Provided records |
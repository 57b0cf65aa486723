//! Static input corpora used across harnesses.

/// Raw phone inputs that must normalize, with the expected canonical form.
pub const ACCEPTED_PHONES: &[(&str, &str)] = &[
    ("+79991234567", "+79991234567"),
    ("89991234567", "+79991234567"),
    ("79991234567", "+79991234567"),
    ("9991234567", "+79991234567"),
    ("999-123-45-67", "+79991234567"),
    ("+7 (999) 123-45-67", "+79991234567"),
    ("8 (800) 555-35-35", "+78005553535"),
    ("  +7 912 000 11 22  ", "+79120001122"),
    ("7-495-123-45-67", "+74951234567"),
    ("tel: 8 916 555 44 33", "+79165554433"),
];

/// Raw phone inputs that must be refused with `INVALID_FORMAT`.
pub const REJECTED_PHONES: &[&str] = &[
    "",
    "   ",
    "12345",
    "+",
    "+7",
    "+8 999 123 45 67",
    "99991234567",
    "+799912345678",
    "999+1234567",
    "8999123456789",
];

/// Characters the normalizer must treat as noise.
pub const JUNK_CHARS: &str = " ()-.abcxyz#*/\\_\t";

pub const VALID_CODES: &[&str] = &["123456", "000000", "987650"];

pub const INVALID_CODES: &[&str] = &["", "12345", "1234567", "12a456", " 12345", "12 456", "١٢٣٤٥٦"];

/// Shell script that logs in and confirms with the simulated default code.
pub const HAPPY_SCRIPT: &str = "\
paste +7 (999) 123-45-67
agree
submit
wait
code 123456
wait
";
//! Input field state for the two screens.
//!
//! # Phone field
//!
//! Holds only the subscriber digits; `+7` is a fixed prefix drawn in front.
//! Every edit builds the text the field *would* contain, then hands it to
//! [`phone::normalize_edit`] which decides the digits and the caret.
//!
//! # Code field
//!
//! Append-only: characters are added at the end and filtered through
//! [`sms::sanitize_code_input`], so the field never holds more than six
//! digits.

use crate::event::{AppEvent, Direction};
use sendy_core::{phone, sms, CanonicalPhone};

// ---------------------------------------------------------------------------
// Phone
// ---------------------------------------------------------------------------

#[derive(Debug, Default, Clone, PartialEq, Eq)]
pub struct PhoneFieldState {
    /// Subscriber digits, at most ten.
    pub digits: String,
    /// Caret position within `digits`.
    pub cursor: usize,
    /// Set while `digits` holds a complete number.
    pub canonical: Option<CanonicalPhone>,
}

impl PhoneFieldState {
    /// Handle an editing event. Everything else is ignored.
    pub fn handle(&mut self, event: &AppEvent) {
        // `digits` is ASCII, so the caret is also a byte offset.
        match event {
            AppEvent::Char(c) => {
                let mut raw = self.digits.clone();
                raw.insert(self.cursor, *c);
                self.apply(&raw, self.cursor + 1);
            }
            AppEvent::Paste(text) => {
                let raw = format!(
                    "{}{}{}",
                    &self.digits[..self.cursor],
                    text,
                    &self.digits[self.cursor..]
                );
                self.apply(&raw, self.cursor + text.chars().count());
            }
            AppEvent::Backspace => {
                if self.cursor > 0 {
                    let mut raw = self.digits.clone();
                    raw.remove(self.cursor - 1);
                    self.apply(&raw, self.cursor - 1);
                }
            }
            AppEvent::Cursor(Direction::Left) => {
                self.cursor = self.cursor.saturating_sub(1);
                tracing::debug!(cursor = self.cursor, "phone: cursor left");
            }
            AppEvent::Cursor(Direction::Right) => {
                self.cursor = (self.cursor + 1).min(self.digits.len());
                tracing::debug!(cursor = self.cursor, "phone: cursor right");
            }
            AppEvent::Clear => {
                *self = Self::default();
                tracing::debug!("phone: cleared");
            }
            _ => {}
        }
    }

    fn apply(&mut self, raw: &str, cursor: usize) {
        let edit = phone::normalize_edit(&self.digits, raw, cursor);
        tracing::debug!(
            raw,
            digits = %edit.digits,
            cursor = edit.cursor,
            complete = edit.canonical.is_some(),
            "phone: edit"
        );
        self.digits = edit.digits;
        self.cursor = edit.cursor;
        self.canonical = edit.canonical;
    }

    /// Grouped digits for display, without the `+7` prefix.
    pub fn display(&self) -> String {
        phone::format_subscriber(&self.digits)
    }
}

// ---------------------------------------------------------------------------
// Code
// ---------------------------------------------------------------------------

#[derive(Debug, Default, Clone, PartialEq, Eq)]
pub struct CodeFieldState {
    pub code: String,
}

impl CodeFieldState {
    pub fn handle(&mut self, event: &AppEvent) {
        match event {
            AppEvent::Char(c) => {
                let mut raw = std::mem::take(&mut self.code);
                raw.push(*c);
                self.code = sms::sanitize_code_input(&raw);
            }
            AppEvent::Paste(text) => {
                self.code = sms::sanitize_code_input(&format!("{}{}", self.code, text));
            }
            AppEvent::Backspace => {
                self.code.pop();
            }
            AppEvent::Clear => self.code.clear(),
            _ => return,
        }
        tracing::debug!(len = self.code.len(), "code: edit");
    }
}

// ---------------------------------------------------------------------------
// Tests
// ---------------------------------------------------------------------------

Exercise |
In the listing above, find the line holding "raw.remove(self.cursor - 1);" and the line holding "self.cursor = self.cursor.saturating_sub(1);", then output those two lines and every line between them exactly.

Result of this task |
                    raw.remove(self.cursor - 1);
                    self.apply(&raw, self.cursor - 1);
                }
            }
            AppEvent::Cursor(Direction::Left) => {
                self.cursor = self.cursor.saturating_sub(1);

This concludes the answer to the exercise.